R1-2508697
discussion
Discussion on AI-based Smart Radio for 6G Air Interface
From ZTE
Summary
This ZTE contribution to 3GPP RAN1#123 proposes a three-phase discussion framework for native AI integration into 6G Radio (6GR) and presents detailed AI/ML use cases categorized under Efficient, Green, and Autonomous 6G air interface enhancements, containing over 60 observations and 30+ concrete proposals with supporting simulation results.
Position
ZTE proposes a three-phase approach (categorization-level down-selection, detailed analysis/simulation with framework study, and normative work in Release-21) for finalizing AI/ML in the 6GR interface, while allowing 5G-A AI/ML use cases such as AI CSI prediction and AI beam prediction to evolve directly into 6G without duplicated study. ZTE requires 6GR to be designed with flexibility to accommodate both AI-based and non-AI-based solutions, prioritizing use cases with compelling trade-off between performance and complexity, and categorizes all AI/ML use cases under three pillars: AI+ Efficient 6G (covering downloadable codebook, JSCC/JSCCM for CSI, CSI compression with SRS, low density CSI-RS with two-sided model achieving 132.6% SGCS gain, low density DMRS and SIP, constellation design with up to 1dB BLER gain, cross-layer modulation, AI-based UL precoding enhancement, and multi-TRP/cell beam management with 10% prediction accuracy gain), AI+ Green 6G (covering AI-based SSB prediction for RACH procedure with UE-sided model, APU management, model states management, and FLOPs-based power consumption modeling), and AI+ Autonomous 6G (covering AI-based traffic prediction and unified autonomous AI/ML framework). ZTE presents simulation results showing downloadable codebook achieves 4.9%~19.9% SGCS gain over eType II, JSCCM-based CSI feedback achieves at least 13.3% SGCS gain over separate source-channel coding at low SNR, and CSI compression with SRS achieves 75%~130% SGCS gain over pure SRS measurements depending on payload configuration.
Key proposals
- Proposal 1 (Sec 2.1): Based on the updated contents in section 5.2.2, the table can be updated according (Two-sided model for Sparse CSI-RS).
- Proposal 1 (Sec 2.2): Based on the updated contents in section 5.2.1, the table can be updated according (CSI compression + SRS).
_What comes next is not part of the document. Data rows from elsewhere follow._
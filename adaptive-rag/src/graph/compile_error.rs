//! Graph compilation error.

use thiserror::Error;

/// Error when compiling a state graph.
///
/// Returned by `StateGraph::compile*`. Validation checks that every referenced
/// node exists, there is exactly one entry edge, some path reaches END, no node
/// mixes static and conditional edges, joins have at least two sources and
/// every node is reachable from START.
#[derive(Debug, Error)]
pub enum CompilationError {
    /// A node id in an edge, router path or join was not registered via `add_node`.
    #[error("node not found: {0}")]
    NodeNotFound(String),

    /// No edge has from_id == START, or more than one such edge.
    #[error("graph must have exactly one edge from START")]
    MissingStart,

    /// No edge, router path or jump target leads to END.
    #[error("graph has no edge to END")]
    MissingEnd,

    /// Structural problem (static and conditional edges on one node, short join, ...).
    #[error("invalid graph: {0}")]
    InvalidGraph(String),

    /// A registered node cannot be reached from START.
    #[error("node unreachable from START: {0}")]
    Unreachable(String),
}
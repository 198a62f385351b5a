//! Hallucination check node.

use std::sync::Arc;

use async_trait::async_trait;

use crate::error::AgentError;
use crate::graph::{Next, Node};
use crate::llm::LlmClient;

use super::parse::{is_refusal, parse_hallucination};
use super::prompts;
use super::state::{HallucinationVerdict, PipelineState, PipelineUpdate};
use super::CHECK;

/// Judges whether the answer is grounded in the relevant context.
///
/// A refusal claims nothing and is recorded `Grounded` without a model call;
/// the router still treats it as unusable.
pub struct HallucinationCheckNode {
    llm: Arc<dyn LlmClient>,
}

impl HallucinationCheckNode {
    pub fn new(llm: Arc<dyn LlmClient>) -> Self {
        Self { llm }
    }
}

#[async_trait]
impl Node<PipelineState> for HallucinationCheckNode {
    fn id(&self) -> &str {
        CHECK
    }

    async fn run(&self, state: &PipelineState) -> Result<(PipelineUpdate, Next), AgentError> {
        let answer = state.answer.as_deref().unwrap_or_default();
        let verdict = if is_refusal(answer) {
            HallucinationVerdict::Grounded
        } else {
            let reply = self
                .llm
                .invoke(&prompts::check_hallucination(
                    &state.relevant_context(),
                    answer,
                ))
                .await?;
            parse_hallucination(&reply.content)
        };
        tracing::debug!(?verdict, retry = state.retry_counter, "hallucination check");
        Ok((
            PipelineUpdate {
                hallucination_verdict: Some(verdict),
                ..PipelineUpdate::step(CHECK)
            },
            Next::Continue,
        ))
    }
}
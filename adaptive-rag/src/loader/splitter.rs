//! Recursive character splitter: cut on the coarsest separator that keeps
//! chunks under the size limit, falling back to finer ones.

use std::collections::VecDeque;

use super::LoaderError;

/// Separators tried in order; the empty string means "between characters".
pub const DEFAULT_SEPARATORS: &[&str] = &["\n\n", "\n", ".", "!", "?", ",", " ", ""];
pub const DEFAULT_CHUNK_SIZE: usize = 1000;
pub const DEFAULT_CHUNK_OVERLAP: usize = 200;

fn char_len(s: &str) -> usize {
    s.chars().count()
}

/// Splits text into chunks of at most `chunk_size` characters, consecutive
/// chunks sharing up to `chunk_overlap` characters of whole pieces.
///
/// Separators stay attached to the end of the piece they terminate, so
/// sentences keep their punctuation. Chunks are trimmed; empty chunks are dropped.
#[derive(Debug, Clone)]
pub struct RecursiveTextSplitter {
    chunk_size: usize,
    chunk_overlap: usize,
    separators: Vec<String>,
}

impl Default for RecursiveTextSplitter {
    fn default() -> Self {
        Self {
            chunk_size: DEFAULT_CHUNK_SIZE,
            chunk_overlap: DEFAULT_CHUNK_OVERLAP,
            separators: DEFAULT_SEPARATORS.iter().map(|s| s.to_string()).collect(),
        }
    }
}

impl RecursiveTextSplitter {
    /// Splitter with the default separators.
    ///
    /// # Errors
    ///
    /// `LoaderError::InvalidConfig` when `chunk_size` is zero or the overlap is
    /// not smaller than the chunk size.
    pub fn new(chunk_size: usize, chunk_overlap: usize) -> Result<Self, LoaderError> {
        if chunk_size == 0 || chunk_overlap >= chunk_size {
            return Err(LoaderError::InvalidConfig(format!(
                "chunk_overlap ({}) must be smaller than chunk_size ({})",
                chunk_overlap, chunk_size
            )));
        }
        Ok(Self {
            chunk_size,
            chunk_overlap,
            ..Default::default()
        })
    }

    /// Replaces the separator list. An empty separator is always tried last.
    pub fn with_separators<I, T>(mut self, separators: I) -> Self
    where
        I: IntoIterator<Item = T>,
        T: Into<String>,
    {
        self.separators = separators.into_iter().map(Into::into).collect();
        self
    }

    pub fn chunk_size(&self) -> usize {
        self.chunk_size
    }

    pub fn chunk_overlap(&self) -> usize {
        self.chunk_overlap
    }

    pub fn split_text(&self, text: &str) -> Vec<String> {
        self.split_recursive(text, &self.separators)
    }

    fn split_recursive(&self, text: &str, separators: &[String]) -> Vec<String> {
        let (separator, finer) = match separators
            .iter()
            .position(|s| s.is_empty() || text.contains(s.as_str()))
        {
            Some(i) => (separators[i].as_str(), &separators[i + 1..]),
            None => ("", &[][..]),
        };

        let pieces: Vec<&str> = if separator.is_empty() {
            text.char_indices()
                .map(|(i, c)| &text[i..i + c.len_utf8()])
                .collect()
        } else {
            text.split_inclusive(separator).collect()
        };

        let mut chunks = Vec::new();
        let mut small: Vec<&str> = Vec::new();
        for piece in pieces {
            if char_len(piece) <= self.chunk_size {
                small.push(piece);
                continue;
            }
            chunks.extend(self.merge(&small));
            small.clear();
            if finer.is_empty() {
                chunks.push(piece.trim().to_string());
            } else {
                chunks.extend(self.split_recursive(piece, finer));
            }
        }
        chunks.extend(self.merge(&small));
        chunks
    }

    /// Packs consecutive pieces into chunks, carrying a tail of at most
    /// `chunk_overlap` characters into the next chunk.
    fn merge(&self, pieces: &[&str]) -> Vec<String> {
        let mut chunks = Vec::new();
        let mut window: VecDeque<&str> = VecDeque::new();
        let mut total = 0;
        for piece in pieces {
            let len = char_len(piece);
            if total + len > self.chunk_size && !window.is_empty() {
                push_trimmed(&mut chunks, &window);
                while total > self.chunk_overlap || (total > 0 && total + len > self.chunk_size) {
                    match window.pop_front() {
                        Some(first) => total -= char_len(first),
                        None => break,
                    }
                }
            }
            window.push_back(piece);
            total += len;
        }
        push_trimmed(&mut chunks, &window);
        chunks
    }
}

fn push_trimmed(chunks: &mut Vec<String>, window: &VecDeque<&str>) {
    let joined: String = window.iter().copied().collect();
    let trimmed = joined.trim();
    if !trimmed.is_empty() {
        chunks.push(trimmed.to_string());
    }
}
//! Where to go after a node runs.

/// Next step after a node completes.
///
/// - `Continue`: follow the node's conditional router or static edges (and joins).
/// - `Node(id)`: jump to `id`, ignoring edges.
/// - `End`: stop this branch. Other branches in the same superstep keep running.
#[derive(Debug, Clone, PartialEq, Eq)]
pub enum Next {
    Continue,
    Node(String),
    End,
}
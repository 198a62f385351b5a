//! Moderate queries: parallel entity and semantic search, merge, grading,
//! generation and the grounding check.

use std::collections::HashSet;
use std::sync::Arc;

use adaptive_rag::rag::{
    merge_results, HallucinationVerdict, ItemSource, RelevanceVerdict, CHECK, CLASSIFY, ENTITY_SEARCH,
    EXTRACT_ENTITIES, FINALIZE, GENERATE, GRADE, MERGE, RERANK, SEMANTIC_SEARCH,
};
use adaptive_rag::{MockLlm, RagConfig, Strategy};

use crate::common::{corpus_store, runner, runner_with, steps};

const ANSWER: &str = "LangGraph is a stateful agent framework; ChromaDB is a vector database \
used with LangChain.";

fn scripted_llm() -> Arc<MockLlm> {
    Arc::new(
        MockLlm::new("no")
            .when("Classify the complexity", "moderate")
            .when(
                "Extract the named entities",
                r#"{"entities": [{"name": "LangGraph", "type": "technology"}, {"name": "ChromaDB", "type": "technology"}]}"#,
            )
            .when("Grade this document: LangGraph", "yes")
            .when("Grade this document: ChromaDB", "yes")
            .when("Answer the question using only the context", ANSWER)
            .when("Check whether the answer is grounded", "grounded"),
    )
}

/// **Scenario**: Two known technologies: both searches find items, grading passes,
/// the grounded answer is returned on the first iteration.
#[tokio::test]
async fn known_entities_answer_first_time() {
    let llm = scripted_llm();
    let store = corpus_store().await;

    let outcome = runner(llm.clone(), store)
        .invoke("How do LangGraph and ChromaDB work together?", None)
        .await
        .unwrap();
    let state = &outcome.state;

    assert_eq!(outcome.strategy, Strategy::Hybrid);
    assert_eq!(outcome.answer, ANSWER);
    assert_eq!(outcome.retry_count, 0);
    assert_eq!(
        outcome.steps,
        steps(&[
            CLASSIFY,
            EXTRACT_ENTITIES,
            ENTITY_SEARCH,
            SEMANTIC_SEARCH,
            MERGE,
            GRADE,
            GENERATE,
            CHECK,
            FINALIZE,
        ])
    );

    assert!(!state.entity_items.is_empty());
    assert!(state.entity_items.iter().all(|i| i.source == ItemSource::Entity));
    assert!(!state.semantic_items.is_empty());

    let merged: Vec<_> = state.merged_context.iter().map(|i| i.content.as_str()).collect();
    let unique: HashSet<_> = merged.iter().collect();
    assert_eq!(unique.len(), merged.len(), "merge must not repeat content");
    assert_eq!(
        state.merged_context,
        merge_results(&state.entity_items, &state.semantic_items, 5)
    );
    assert_eq!(state.merged_context[0].source, ItemSource::Entity);

    assert_eq!(state.relevance_verdict, Some(RelevanceVerdict::Relevant));
    assert!(state.relevant_items.len() >= 2);
    assert_eq!(state.hallucination_verdict, Some(HallucinationVerdict::Grounded));
    assert_eq!(llm.calls_containing("Answer the question using only the context"), 1);
}

/// **Scenario**: With zero entities both search branches still run exactly once before merge.
#[tokio::test]
async fn zero_entities_still_runs_both_branches() {
    let llm = Arc::new(
        MockLlm::new("no")
            .when("Classify the complexity", "moderate")
            .when("Extract the named entities", "{\"entities\": []}"),
    );
    let store = corpus_store().await;

    let outcome = runner(llm, store.clone())
        .invoke("what grades retrieval quality", None)
        .await
        .unwrap();

    let before_merge: Vec<_> = outcome
        .steps
        .iter()
        .take_while(|s| s.as_str() != MERGE)
        .collect();
    assert_eq!(before_merge.iter().filter(|s| s.as_str() == ENTITY_SEARCH).count(), 1);
    assert_eq!(before_merge.iter().filter(|s| s.as_str() == SEMANTIC_SEARCH).count(), 1);
    assert!(outcome.state.entity_items.is_empty());
    assert_eq!(store.queries()[0], "what grades retrieval quality");
}

/// **Scenario**: With rerank enabled the merged context is re-scored and cut before grading.
#[tokio::test]
async fn rerank_reorders_and_trims_before_grading() {
    let llm = Arc::new(
        MockLlm::new("no")
            .when("Classify the complexity", "moderate")
            .when(
                "Extract the named entities",
                r#"{"entities": [{"name": "LangGraph", "type": "technology"}]}"#,
            )
            .when("Score this document: LangGraph", "9")
            .when("Score this document:", "3")
            .when("Grade whether the document is relevant", "yes")
            .when("Answer the question using only the context", "LangGraph is an agent framework.")
            .when("Check whether the answer is grounded", "grounded"),
    );
    let store = corpus_store().await;
    let config = RagConfig {
        rerank_top_n: Some(3),
        ..RagConfig::default()
    };

    let outcome = runner_with(llm.clone(), store, config)
        .invoke("What is LangGraph?", None)
        .await
        .unwrap();
    let state = &outcome.state;

    assert_eq!(
        outcome.steps,
        steps(&[
            CLASSIFY,
            EXTRACT_ENTITIES,
            ENTITY_SEARCH,
            SEMANTIC_SEARCH,
            MERGE,
            RERANK,
            GRADE,
            GENERATE,
            CHECK,
            FINALIZE,
        ])
    );
    assert_eq!(state.merged_context.len(), 3);
    assert!(state.merged_context[0].content.starts_with("LangGraph"));
    let merged_before = merge_results(&state.entity_items, &state.semantic_items, 5);
    assert_eq!(llm.calls_containing("Rate how relevant"), merged_before.len());
    assert_eq!(
        llm.calls_containing("Grade whether the document is relevant"),
        state.merged_context.len()
    );
    assert_eq!(outcome.answer, "LangGraph is an agent framework.");
}
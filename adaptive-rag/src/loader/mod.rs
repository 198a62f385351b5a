//! Document ingestion: read text files and split them into corpus documents.
//!
//! Each chunk becomes a [`Document`] with `source` (the file path) and `chunk`
//! (its index within the file) metadata, ready for `VectorStore::add_documents`.

mod splitter;

pub use splitter::{
    RecursiveTextSplitter, DEFAULT_CHUNK_OVERLAP, DEFAULT_CHUNK_SIZE, DEFAULT_SEPARATORS,
};

use std::path::{Path, PathBuf};

use thiserror::Error;

use crate::memory::Document;

/// Metadata key holding the file a chunk came from.
pub const SOURCE_METADATA_KEY: &str = "source";
/// Metadata key holding the chunk index within its file.
pub const CHUNK_METADATA_KEY: &str = "chunk";

/// File extensions picked up when loading a directory.
const TEXT_EXTENSIONS: &[&str] = &["txt", "md", "markdown"];

#[derive(Debug, Error)]
pub enum LoaderError {
    #[error("failed to read {path}: {source}")]
    Io {
        path: PathBuf,
        #[source]
        source: std::io::Error,
    },
    #[error("invalid splitter config: {0}")]
    InvalidConfig(String),
}

impl LoaderError {
    fn io(path: &Path, source: std::io::Error) -> Self {
        Self::Io {
            path: path.to_path_buf(),
            source,
        }
    }
}

/// Splits already-loaded text into documents tagged with `source`.
pub fn split_into_documents(
    text: &str,
    source: &str,
    splitter: &RecursiveTextSplitter,
) -> Vec<Document> {
    splitter
        .split_text(text)
        .into_iter()
        .enumerate()
        .map(|(i, chunk)| {
            Document::new(chunk)
                .with_metadata(SOURCE_METADATA_KEY, source)
                .with_metadata(CHUNK_METADATA_KEY, i.to_string())
        })
        .collect()
}

/// Reads one UTF-8 text file and splits it.
pub async fn load_file(
    path: impl AsRef<Path>,
    splitter: &RecursiveTextSplitter,
) -> Result<Vec<Document>, LoaderError> {
    let path = path.as_ref();
    let text = tokio::fs::read_to_string(path)
        .await
        .map_err(|e| LoaderError::io(path, e))?;
    let documents = split_into_documents(&text, &path.display().to_string(), splitter);
    tracing::debug!(path = %path.display(), chunks = documents.len(), "loaded file");
    Ok(documents)
}

/// Loads a file, or every `.txt`/`.md` file directly inside a directory
/// (sorted by name, not recursive).
pub async fn load_path(
    path: impl AsRef<Path>,
    splitter: &RecursiveTextSplitter,
) -> Result<Vec<Document>, LoaderError> {
    let path = path.as_ref();
    let meta = tokio::fs::metadata(path)
        .await
        .map_err(|e| LoaderError::io(path, e))?;
    if !meta.is_dir() {
        return load_file(path, splitter).await;
    }

    let mut entries = tokio::fs::read_dir(path)
        .await
        .map_err(|e| LoaderError::io(path, e))?;
    let mut files = Vec::new();
    while let Some(entry) = entries
        .next_entry()
        .await
        .map_err(|e| LoaderError::io(path, e))?
    {
        let file = entry.path();
        let is_text = file
            .extension()
            .and_then(|ext| ext.to_str())
            .is_some_and(|ext| TEXT_EXTENSIONS.contains(&ext.to_lowercase().as_str()));
        if is_text && file.is_file() {
            files.push(file);
        }
    }
    files.sort();

    let mut documents = Vec::new();
    for file in files {
        documents.extend(load_file(&file, splitter).await?);
    }
    Ok(documents)
}
use std::sync::atomic::{AtomicU64, Ordering};
use std::sync::Arc;

use async_trait::async_trait;
use dashmap::DashMap;

use crate::memory::embedder::Embedder;
use crate::memory::vector_store::{Document, SearchHit, StoreError, VectorStore};

/// Pure in-memory vector store with cosine-similarity ranking.
///
/// **Interaction**: Used as `Arc<dyn VectorStore>` by the retrieval nodes; the CLI
/// fills it from the sample corpus and `--docs` files.
///
/// **In-Memory**: All data stored in memory, lost when store is dropped.
///
/// Hits with equal scores come back in insertion order.
pub struct InMemoryVectorStore {
    data: DashMap<String, VectorEntry>,
    embedder: Arc<dyn Embedder>,
    next_seq: AtomicU64,
}

#[derive(Clone)]
struct VectorEntry {
    seq: u64,
    vector: Vec<f32>,
    document: Document,
}

impl InMemoryVectorStore {
    /// Creates an empty store that embeds text with `embedder`.
    ///
    /// # Example
    ///
    /// ```ignore
    /// let embedder = Arc::new(OpenAIEmbedder::new("text-embedding-3-small"));
    /// let store = InMemoryVectorStore::new(embedder);
    /// ```
    pub fn new(embedder: Arc<dyn Embedder>) -> Self {
        Self {
            data: DashMap::new(),
            embedder,
            next_seq: AtomicU64::new(0),
        }
    }

    /// Cosine similarity; 0.0 if either vector has zero magnitude.
    fn cosine_similarity(a: &[f32], b: &[f32]) -> f32 {
        let dot: f32 = a.iter().zip(b.iter()).map(|(x, y)| x * y).sum();
        let norm_a: f32 = a.iter().map(|x| x * x).sum::<f32>().sqrt();
        let norm_b: f32 = b.iter().map(|x| x * x).sum::<f32>().sqrt();

        if norm_a == 0.0 || norm_b == 0.0 {
            0.0
        } else {
            dot / (norm_a * norm_b)
        }
    }
}

#[async_trait]
impl VectorStore for InMemoryVectorStore {
    async fn add_documents(&self, documents: Vec<Document>) -> Result<Vec<String>, StoreError> {
        if documents.is_empty() {
            return Ok(Vec::new());
        }
        let texts: Vec<&str> = documents.iter().map(|d| d.text.as_str()).collect();
        let vectors = self.embedder.embed(&texts).await?;
        if vectors.len() != documents.len() {
            return Err(StoreError::Embedding(format!(
                "expected {} vectors, got {}",
                documents.len(),
                vectors.len()
            )));
        }

        let mut ids = Vec::with_capacity(documents.len());
        for (document, vector) in documents.into_iter().zip(vectors) {
            let seq = self.next_seq.fetch_add(1, Ordering::SeqCst);
            let id = format!("doc-{}", seq);
            self.data.insert(
                id.clone(),
                VectorEntry {
                    seq,
                    vector,
                    document,
                },
            );
            ids.push(id);
        }
        tracing::debug!(added = ids.len(), total = self.data.len(), "indexed documents");
        Ok(ids)
    }

    async fn search(&self, query: &str, k: usize) -> Result<Vec<SearchHit>, StoreError> {
        if k == 0 || self.data.is_empty() {
            return Ok(Vec::new());
        }
        let query_vec = self
            .embedder
            .embed(&[query])
            .await?
            .into_iter()
            .next()
            .ok_or_else(|| StoreError::Embedding("no vector returned".into()))?;

        let mut scored: Vec<(f32, VectorEntry)> = self
            .data
            .iter()
            .map(|entry| {
                (
                    Self::cosine_similarity(&query_vec, &entry.vector),
                    entry.value().clone(),
                )
            })
            .collect();

        scored.sort_by(|a, b| {
            b.0.partial_cmp(&a.0)
                .unwrap_or(std::cmp::Ordering::Equal)
                .then(a.1.seq.cmp(&b.1.seq))
        });

        Ok(scored
            .into_iter()
            .take(k)
            .map(|(score, entry)| SearchHit {
                text: entry.document.text,
                metadata: entry.document.metadata,
                score,
            })
            .collect())
    }

    async fn len(&self) -> Result<usize, StoreError> {
        Ok(self.data.len())
    }
}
- Proposal 1 (Sec 2.3): Based on the updated contents in section 5.2.5, the table can be updated according (AI enhanced UL precoding).
- Proposal 1 (Sec 2.4): Based on the updated contents in section 5.3.1, the table can be updated according (AI beam prediction for initial access).
- Observation 1 (Sec 3): 6G is envisioned as a Smart Radio capable of supporting native AI with design principles including flexibility to accommodate both AI-based and non-AI-based solutions.
- Proposal 1 (Sec 5.1): RAN1 studies at least the following AI/ML use cases for 6GR.
- Proposal 1 (Sec 5.2): RAN1 considers the following categorization of AI/ML use cases for 6GR.
- Proposal 1 (Sec 5.3.1.1): RAN1 studies AI-generated downloadable codebook or downloadable basis set for 6GR.
- Proposal 1 (Sec 5.3.1.2): RAN1 studies AI-based JSCC/JSCCM for 6GR.
- Proposal 1 (Sec 5.3.1.3): RAN1 studies integration of uplink SRS measurements and downlink AI/ML CSI compression for 6GR.
- Proposal 1 (Sec 5.3.2.1): RAN1 studies low density CSI-RS with AI prediction for 6GR for UE-side model, NW-side model and two-sided model.
- Proposal 1 (Sec 5.3.3.2): Study AI-based DMRS enhancement for 6GR, including at least low density DMRS and SIP.
- Proposal 1 (Sec 5.3.4.1): Study AI-based constellation design for 6GR.
- Proposal 1 (Sec 5.3.6): RAN1 studies AI-based multi-TRP/cell beam management enhancement for 6GR, including spatial domain beam prediction and temporal domain beam prediction.
- Proposal 1 (Sec 5.4.1): RAN1 studies AI for energy saving at least from two directions: reduced reference signal transmission/reception/measurement in time/frequency/spatial domain based on AI prediction, and more accurate scheduling/activation/deactivation/resource management based on AI prediction.